Phil Schiller, Craig Federighi and John Ternus on the State of Apple’s Pro Macs - rbanffy
https://techcrunch.com/2017/04/06/transcript-phil-schiller-craig-federighi-and-john-ternus-on-the-state-of-apples-pro-macs/?ncid=rss&utm_source=feedburner&utm_medium=feed&utm_campaign=Feed%3A+Techcrunch+%28TechCrunch%29&sr_share=twitter
======
mikenew
I have mixed feelings about this. On the one hand I'm surprised and glad that
Apple has broken their vow of silence on ever talking about future products or
plans. On the other hand, it's pretty clear from their talk that they are
_just now_ starting development on a new Mac Pro, and they're saying "not
coming this year" makes it seem like they don't even want to commit to 2018.

They let the Mac Pro sit there for over 1200 days without a single update or
price drop. It's hard to think that they weren't planning on just killing it.

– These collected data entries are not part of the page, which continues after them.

// src/store.rs
// Append-only persistence for snapshots and raw captures. The JSONL log
// is the source of truth; the CSV export is a flattened read-only view
// for the dashboard. Nothing in here updates or deletes history.

use crate::errors::{PersistenceError, TrackerError};
use crate::types::{ItineraryKey, RawCapture, Snapshot};
use chrono::{DateTime, Duration, Timelike, Utc};
use dashmap::DashMap;
use std::collections::HashMap;
use std::path::{Path, PathBuf};
use std::sync::Arc;
use tokio::fs::OpenOptions;
use tokio::io::AsyncWriteExt;
use tokio::sync::{Mutex, RwLock};
use tracing::{debug, error, info, warn};

#[derive(Debug, Clone, Copy, PartialEq, Eq)]
pub enum AppendOutcome {
    Stored,
    /// Same key, same run window, identical price. Not an error; reruns
    /// and retries are expected to hit this.
    Deduplicated,
}

pub struct SnapshotStore {
    data_dir: PathBuf,
    raw_dir: PathBuf,
    log_path: PathBuf,
    run_window_minutes: i64,
    // Per-itinerary snapshot history, captured_at ascending
    index: RwLock<HashMap<ItineraryKey, Vec<Snapshot>>>,
    // Serializes same-key appends so dedup sees a consistent last value
    key_locks: DashMap<ItineraryKey, Arc<Mutex<()>>>,
    // Serializes writes to the shared log file
    log_file_lock: Mutex<()>,
}

impl SnapshotStore {
    /// Open (or initialize) the store under `data_dir`. Corrupt log lines
    /// are skipped with a warning; an unreadable log is fatal.
    pub fn open(data_dir: &Path, run_window_minutes: i64) -> Result<Self, TrackerError> {
        let raw_dir = data_dir.join("raw");
        std::fs::create_dir_all(&raw_dir)?;
        let log_path = data_dir.join("snapshots.jsonl");

        let mut index: HashMap<ItineraryKey, Vec<Snapshot>> = HashMap::new();
        let mut loaded = 0usize;
        if log_path.exists() {
            let raw = std::fs::read_to_string(&log_path)?;
            for (line_no, line) in raw.lines().enumerate() {
                if line.trim().is_empty() {
                    continue;
                }
                match parse_log_line(line, line_no + 1) {
                    Ok(snapshot) => {
                        index.entry(snapshot.itinerary_key.clone()).or_default().push(snapshot);
                        loaded += 1;
                    }
                    Err(e) => warn!("🗄️  Skipping bad snapshot log line: {}", e),
                }
            }
        }
        for history in index.values_mut() {
            history.sort_by_key(|s| s.captured_at);
        }

        info!(
            "🗄️  Snapshot store open at {} ({} snapshots, {} itineraries)",
            data_dir.display(),
            loaded,
            index.len()
        );

        Ok(Self {
            data_dir: data_dir.to_path_buf(),
            raw_dir,
            log_path,
            run_window_minutes,
            index: RwLock::new(index),
            key_locks: DashMap::new(),
            log_file_lock: Mutex::new(()),
        })
    }

    /// Persist a raw capture under raw/, keyed by target and timestamp.
    /// Failures are logged, never raised; losing a diagnostic artifact
    /// must not fail the observation pipeline.
    pub async fn record_raw_capture(&self, capture: &RawCapture) {
        // Millisecond precision keeps retry attempts from overwriting
        // each other within one second
        let filename = format!(
            "{}_{}.json",
            capture.target_slug,
            capture.fetched_at.format("%Y%m%d_%H%M%S_%3f")
        );
        let path = self.raw_dir.join(filename);
        match serde_json::to_string_pretty(capture) {
            Ok(json) => {
                if let Err(e) = tokio::fs::write(&path, json).await {
                    error!("🗄️  Failed to write raw capture {}: {}", path.display(), e);
                }
            }
            Err(e) => error!("🗄️  Failed to serialize raw capture: {}", e),
        }
    }

    /// Append one observation. Same-key appends are serialized so the
    /// dedup check always runs against the latest stored value.
    pub async fn append(&self, candidate: Snapshot) -> Result<AppendOutcome, PersistenceError> {
        let key_lock = self
            .key_locks
            .entry(candidate.itinerary_key.clone())
            .or_insert_with(|| Arc::new(Mutex::new(())))
            .clone();
        let _guard = key_lock.lock().await;

        if let Some(last) = self.latest(&candidate.itinerary_key).await {
            let same_window = floor_to_window(last.captured_at, self.run_window_minutes)
                == floor_to_window(candidate.captured_at, self.run_window_minutes);
            // A changed price is never dropped, window or not
            if same_window && (last.price - candidate.price).abs() < f64::EPSILON {
                debug!(
                    "🗄️  Deduplicated {} @ {:.2} (same run window)",
                    candidate.itinerary_key, candidate.price
                );
                return Ok(AppendOutcome::Deduplicated);
            }
        }

        self.write_log_line(&candidate).await?;

        let mut index = self.index.write().await;
        index.entry(candidate.itinerary_key.clone()).or_default().push(candidate);
        Ok(AppendOutcome::Stored)
    }

    async fn write_log_line(&self, snapshot: &Snapshot) -> Result<(), PersistenceError> {
        let line = serde_json::to_string(snapshot).map_err(|e| PersistenceError::WriteFailed {
            path: self.log_path.display().to_string(),
            source: std::io::Error::new(std::io::ErrorKind::InvalidData, e),
        })?;

        let _file_guard = self.log_file_lock.lock().await;
        let mut file = OpenOptions::new()
            .create(true)
            .append(true)
            .open(&self.log_path)
            .await
            .map_err(|e| PersistenceError::WriteFailed {
                path: self.log_path.display().to_string(),
                source: e,
            })?;
        file.write_all(format!("{}\n", line).as_bytes())
            .await
            .map_err(|e| PersistenceError::WriteFailed {
                path: self.log_path.display().to_string(),
                source: e,
            })?;
        Ok(())
    }

    /// Full history for a key, captured_at ascending.
    pub async fn history(&self, key: &ItineraryKey) -> Vec<Snapshot> {
        self.index.read().await.get(key).cloned().unwrap_or_default()
    }

    /// Trailing window used by the trend analyzer: at most `max_observations`
    /// of the most recent snapshots no older than `max_age_days`, ascending.
    pub async fn recent_history(
        &self,
        key: &ItineraryKey,
        max_observations: usize,
        max_age_days: i64,
        now: DateTime<Utc>,
    ) -> Vec<Snapshot> {
        let cutoff = now - Duration::days(max_age_days);
        let history = self.history(key).await;
        let recent: Vec<Snapshot> = history
            .into_iter()
            .filter(|s| s.captured_at >= cutoff)
            .collect();
        let skip = recent.len().saturating_sub(max_observations);
        recent.into_iter().skip(skip).collect()
    }

    pub async fn latest(&self, key: &ItineraryKey) -> Option<Snapshot> {
        self.index.read().await.get(key).and_then(|h| h.last().cloned())
    }

    pub async fn tracked_keys(&self) -> Vec<ItineraryKey> {
        self.index.read().await.keys().cloned().collect()
    }

    pub async fn snapshot_count(&self) -> usize {
        self.index.read().await.values().map(|h| h.len()).sum()
    }

    /// Rewrite the flattened CSV export consumed by the dashboard. The
    /// JSONL log stays authoritative; this file is derived output.
    pub async fn export_csv(&self, path: &Path) -> Result<usize, PersistenceError> {
        let index = self.index.read().await;
        let mut rows: Vec<&Snapshot> = index.values().flatten().collect();
        rows.sort_by_key(|s| s.captured_at);

        let mut writer = csv::Writer::from_path(path).map_err(|e| PersistenceError::WriteFailed {
            path: path.display().to_string(),
            source: std::io::Error::new(std::io::ErrorKind::Other, e),
        })?;
        writer
            .write_record([
                "captured_at",
                "itinerary_key",
                "ship",
                "departure_port",
                "nights",
                "sail_date",
                "cabin",
                "price",
                "currency",
                "source_strategy",
            ])
            .map_err(|e| csv_write_error(path, e))?;

        for snapshot in &rows {
            writer
                .write_record([
                    snapshot.captured_at.to_rfc3339(),
                    snapshot.itinerary_key.to_string(),
                    snapshot.ship.clone(),
                    snapshot.departure_port.clone(),
                    snapshot.nights.to_string(),
                    snapshot
                        .sail_date
                        .map(|d| d.to_string())
                        .unwrap_or_default(),
                    snapshot.cabin.as_str().to_string(),
                    format!("{:.2}", snapshot.price),
                    format!("{:?}", snapshot.currency).to_uppercase(),
                    snapshot.source_strategy.clone(),
                ])
                .map_err(|e| csv_write_error(path, e))?;
        }
        writer.flush().map_err(|e| PersistenceError::WriteFailed {
            path: path.display().to_string(),
            source: e,
        })?;

        info!("📊 Exported {} rows to {}", rows.len(), path.display());
        Ok(rows.len())
    }

    pub fn default_csv_path(&self) -> PathBuf {
        self.data_dir.join("cruise_prices.csv")
    }
}

fn csv_write_error(path: &Path, e: csv::Error) -> PersistenceError {
    PersistenceError::WriteFailed {
        path: path.display().to_string(),
        source: std::io::Error::new(std::io::ErrorKind::Other, e),
    }
}

fn parse_log_line(line: &str, line_no: usize) -> Result<Snapshot, PersistenceError> {
    serde_json::from_str(line).map_err(|e| PersistenceError::CorruptLog {
        line: line_no,
        reason: e.to_string(),
    })
}

fn floor_to_window(ts: DateTime<Utc>, window_minutes: i64) -> DateTime<Utc> {
    if window_minutes <= 0 {
        return ts;
    }
    let minutes = ts.hour() as i64 * 60 + ts.minute() as i64;
    let floored = (minutes / window_minutes) * window_minutes;
    ts.date_naive()
        .and_hms_opt((floored / 60) as u32, (floored % 60) as u32, 0)
        .map(|naive| naive.and_utc())
        .unwrap_or(ts)
}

And they're apparently surprised that developers are buying non touch bar
macbooks, which considering how many developers use vim just seems weird. It
seems like it took a big outcry and actual sales numbers to make them realize
their pro segment isn't happy, and considering you _can 't_ develop for iOS or
in many cases macOS unless you own a mac, I just don't feel reassured.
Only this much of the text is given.